Work item:
Take the entries that follow and write each one out exactly.

─── The data ───

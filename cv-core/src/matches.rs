/// A correspondence between a point in the first frame and a point in the second frame.
///
/// `FeatureMatch(a, b)` means `a` in frame A was matched to `b` in frame B.
#[derive(Debug, Clone, Copy, PartialEq, PartialOrd)]
pub struct FeatureMatch<P>(pub P, pub P);

impl<P> FeatureMatch<P> {
    /// Swaps the two sides of the match.
    pub fn reversed(self) -> Self {
        let Self(a, b) = self;
        Self(b, a)
    }
}
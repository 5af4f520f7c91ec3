//! Planar homography estimation.
//!
//! [`dlt::fit`] solves for the homography between two sets of at least four
//! points with the normalized direct linear transform. [`RansacHomography`]
//! wraps it in RANSAC to separate consistent correspondences from outliers,
//! and [`FourPoint`] exposes the minimal solver as a
//! [`sample_consensus::Estimator`](cv_core::sample_consensus::Estimator) for
//! other consensus algorithms.
//!
//! ```
//! use cv_core::{nalgebra::Point2, FeatureMatch};
//! use homography::{estimate_homography, Homography};
//! use rand::SeedableRng;
//! use rand_pcg::Pcg64;
//!
//! let truth = Homography::from_elements([1.1, 0.05, 4.0, -0.02, 0.95, -2.0, 1e-4, 2e-4]);
//! let matches: Vec<_> = (0..20)
//!     .map(|i| Point2::new((i % 5) as f64 * 25.0, (i / 5) as f64 * 30.0 + (i % 2) as f64))
//!     .map(|p| FeatureMatch(p, truth.transform_point(&p)))
//!     .collect();
//! let estimate = estimate_homography(&matches, 1e-6, 0.99, Pcg64::seed_from_u64(0))
//!     .unwrap()
//!     .unwrap();
//! assert_eq!(estimate.inliers.len(), 20);
//! ```

pub mod dlt;
mod degenerate;
mod error;
mod estimator;
mod four_point;
mod normalize;
mod transform;

pub use degenerate::*;
pub use error::*;
pub use estimator::*;
pub use four_point::*;
pub use normalize::*;
pub use transform::*;
/// A robust fitting problem over `len()` data points addressed by index.
pub trait RansacProblem {
    type Model;

    /// The number of data points.
    fn len(&self) -> usize;

    fn is_empty(&self) -> bool {
        self.len() == 0
    }

    /// The number of points needed to fit a model.
    fn sample_size(&self) -> usize;

    /// Fits a model to the points at `sample`.
    ///
    /// Returning `None` is treated as a hypothesis without inliers.
    fn fit(&self, sample: &[usize]) -> Option<Self::Model>;

    /// Whether the points at `sample` can not produce a meaningful model.
    fn is_degenerate(&self, _sample: &[usize]) -> bool {
        false
    }

    /// The indices of the points whose error under `model` is within `threshold`.
    fn inliers(&self, model: &Self::Model, threshold: f64) -> Vec<usize>;
}

/// A [`RansacProblem`] made of closures.
///
/// `fitting` builds a model from sample indices, and `distances` returns the
/// indices of the inliers of a model for a threshold. Any state the closures
/// need is captured by them.
///
/// ```
/// use cv_ransac::{FnProblem, RansacProblem};
///
/// let values = [1.0, 1.1, 0.9, 7.0];
/// let problem = FnProblem::new(
///     values.len(),
///     1,
///     |sample: &[usize]| Some(values[sample[0]]),
///     |model: &f64, threshold: f64| {
///         (0..values.len())
///             .filter(|&ix| (values[ix] - model).abs() <= threshold)
///             .collect()
///     },
/// );
/// assert_eq!(problem.inliers(&1.0, 0.2), vec![0, 1, 2]);
/// ```
pub struct FnProblem<F, D, G = fn(&[usize]) -> bool> {
    len: usize,
    sample_size: usize,
    fitting: F,
    distances: D,
    degenerate: Option<G>,
}

impl<F, D> FnProblem<F, D> {
    pub fn new(len: usize, sample_size: usize, fitting: F, distances: D) -> Self {
        Self {
            len,
            sample_size,
            fitting,
            distances,
            degenerate: None,
        }
    }
}

impl<F, D, G> FnProblem<F, D, G> {
    /// Adds a degeneracy test for samples.
    pub fn with_degenerate<H>(self, degenerate: H) -> FnProblem<F, D, H>
    where
        H: Fn(&[usize]) -> bool,
    {
        FnProblem {
            len: self.len,
            sample_size: self.sample_size,
            fitting: self.fitting,
            distances: self.distances,
            degenerate: Some(degenerate),
        }
    }
}

impl<Model, F, D, G> RansacProblem for FnProblem<F, D, G>
where
    F: Fn(&[usize]) -> Option<Model>,
    D: Fn(&Model, f64) -> Vec<usize>,
    G: Fn(&[usize]) -> bool,
{
    type Model = Model;

    fn len(&self) -> usize {
        self.len
    }

    fn sample_size(&self) -> usize {
        self.sample_size
    }

    fn fit(&self, sample: &[usize]) -> Option<Model> {
        (self.fitting)(sample)
    }

    fn is_degenerate(&self, sample: &[usize]) -> bool {
        self.degenerate
            .as_ref()
            .map_or(false, |degenerate| degenerate(sample))
    }

    fn inliers(&self, model: &Model, threshold: f64) -> Vec<usize> {
        (self.distances)(model, threshold)
    }
}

───

Reply to the task:
filename cv-core/src/matches.rs
/// A correspondence between a point in the first frame and a point in the second frame.
///
/// `FeatureMatch(a, b)` means `a` in frame A was matched to `b` in frame B.
#[derive(Debug, Clone, Copy, PartialEq, PartialOrd)]
pub struct FeatureMatch<P>(pub P, pub P);

impl<P> FeatureMatch<P> {
    /// Swaps the two sides of the match.
    pub fn reversed(self) -> Self {
        let Self(a, b) = self;
        Self(b, a)
    }
}
repository 5af4f520f7c91ec3
//! Planar homography estimation.
//!
//! [`dlt::fit`] solves for the homography between two sets of at least four
//! points with the normalized direct linear transform. [`RansacHomography`]
//! wraps it in RANSAC to separate consistent correspondences from outliers,
//! and [`FourPoint`] exposes the minimal solver as a
//! [`sample_consensus::Estimator`](cv_core::sample_consensus::Estimator) for
//! other consensus algorithms.
//!
//! ```
//! use cv_core::{nalgebra::Point2, FeatureMatch};
//! use homography::{estimate_homography, Homography};
//! use rand::SeedableRng;
//! use rand_pcg::Pcg64;
//!
//! let truth = Homography::from_elements([1.1, 0.05, 4.0, -0.02, 0.95, -2.0, 1e-4, 2e-4]);
//! let matches: Vec<_> = (0..20)
//!     .map(|i| Point2::new((i % 5) as f64 * 25.0, (i / 5) as f64 * 30.0 + (i % 2) as f64))
//!     .map(|p| FeatureMatch(p, truth.transform_point(&p)))
//!     .collect();
//! let estimate = estimate_homography(&matches, 1e-6, 0.99, Pcg64::seed_from_u64(0))
//!     .unwrap()
//!     .unwrap();
//! assert_eq!(estimate.inliers.len(), 20);
//! ```

pub mod dlt;
mod degenerate;
mod error;
mod estimator;
mod four_point;
mod normalize;
mod transform;

pub use degenerate::*;
pub use error::*;
pub use estimator::*;
pub use four_point::*;
pub use normalize::*;
pub use transform::*;
/// A robust fitting problem over `len()` data points addressed by index.
pub trait RansacProblem {
    type Model;

    /// The number of data points.
    fn len(&self) -> usize;

    fn is_empty(&self) -> bool {
        self.len() == 0
    }

    /// The number of points needed to fit a model.
    fn sample_size(&self) -> usize;

    /// Fits a model to the points at `sample`.
    ///
    /// Returning `None` is treated as a hypothesis without inliers.
    fn fit(&self, sample: &[usize]) -> Option<Self::Model>;

    /// Whether the points at `sample` can not produce a meaningful model.
    fn is_degenerate(&self, _sample: &[usize]) -> bool {
        false
    }

    /// The indices of the points whose error under `model` is within `threshold`.
    fn inliers(&self, model: &Self::Model, threshold: f64) -> Vec<usize>;
}

/// A [`RansacProblem`] made of closures.
///
/// `fitting` builds a model from sample indices, and `distances` returns the
/// indices of the inliers of a model for a threshold. Any state the closures
/// need is captured by them.
///
/// ```
/// use cv_ransac::{FnProblem, RansacProblem};
///
/// let values = [1.0, 1.1, 0.9, 7.0];
/// let problem = FnProblem::new(
///     values.len(),
///     1,
///     |sample: &[usize]| Some(values[sample[0]]),
///     |model: &f64, threshold: f64| {
///         (0..values.len())
///             .filter(|&ix| (values[ix] - model).abs() <= threshold)
///             .collect()
///     },
/// );
/// assert_eq!(problem.inliers(&1.0, 0.2), vec![0, 1, 2]);
/// ```
pub struct FnProblem<F, D, G = fn(&[usize]) -> bool> {
    len: usize,
    sample_size: usize,
    fitting: F,
    distances: D,
    degenerate: Option<G>,
}

impl<F, D> FnProblem<F, D> {
    pub fn new(len: usize, sample_size: usize, fitting: F, distances: D) -> Self {
        Self {
            len,
            sample_size,
            fitting,
            distances,
            degenerate: None,
        }
    }
}

impl<F, D, G> FnProblem<F, D, G> {
    /// Adds a degeneracy test for samples.
    pub fn with_degenerate<H>(self, degenerate: H) -> FnProblem<F, D, H>
    where
        H: Fn(&[usize]) -> bool,
    {
        FnProblem {
            len: self.len,
            sample_size: self.sample_size,
            fitting: self.fitting,
            distances: self.distances,
            degenerate: Some(degenerate),
        }
    }
}

impl<Model, F, D, G> RansacProblem for FnProblem<F, D, G>
where
    F: Fn(&[usize]) -> Option<Model>,
    D: Fn(&Model, f64) -> Vec<usize>,
    G: Fn(&[usize]) -> bool,
{
    type Model = Model;

    fn len(&self) -> usize {
        self.len
    }

    fn sample_size(&self) -> usize {
        self.sample_size
    }

    fn fit(&self, sample: &[usize]) -> Option<Model> {
        (self.fitting)(sample)
    }

    fn is_degenerate(&self, sample: &[usize]) -> bool {
        self.degenerate
            .as_ref()
            .map_or(false, |degenerate| degenerate(sample))
    }

    fn inliers(&self, model: &Model, threshold: f64) -> Vec<usize> {
        (self.distances)(model, threshold)
    }
}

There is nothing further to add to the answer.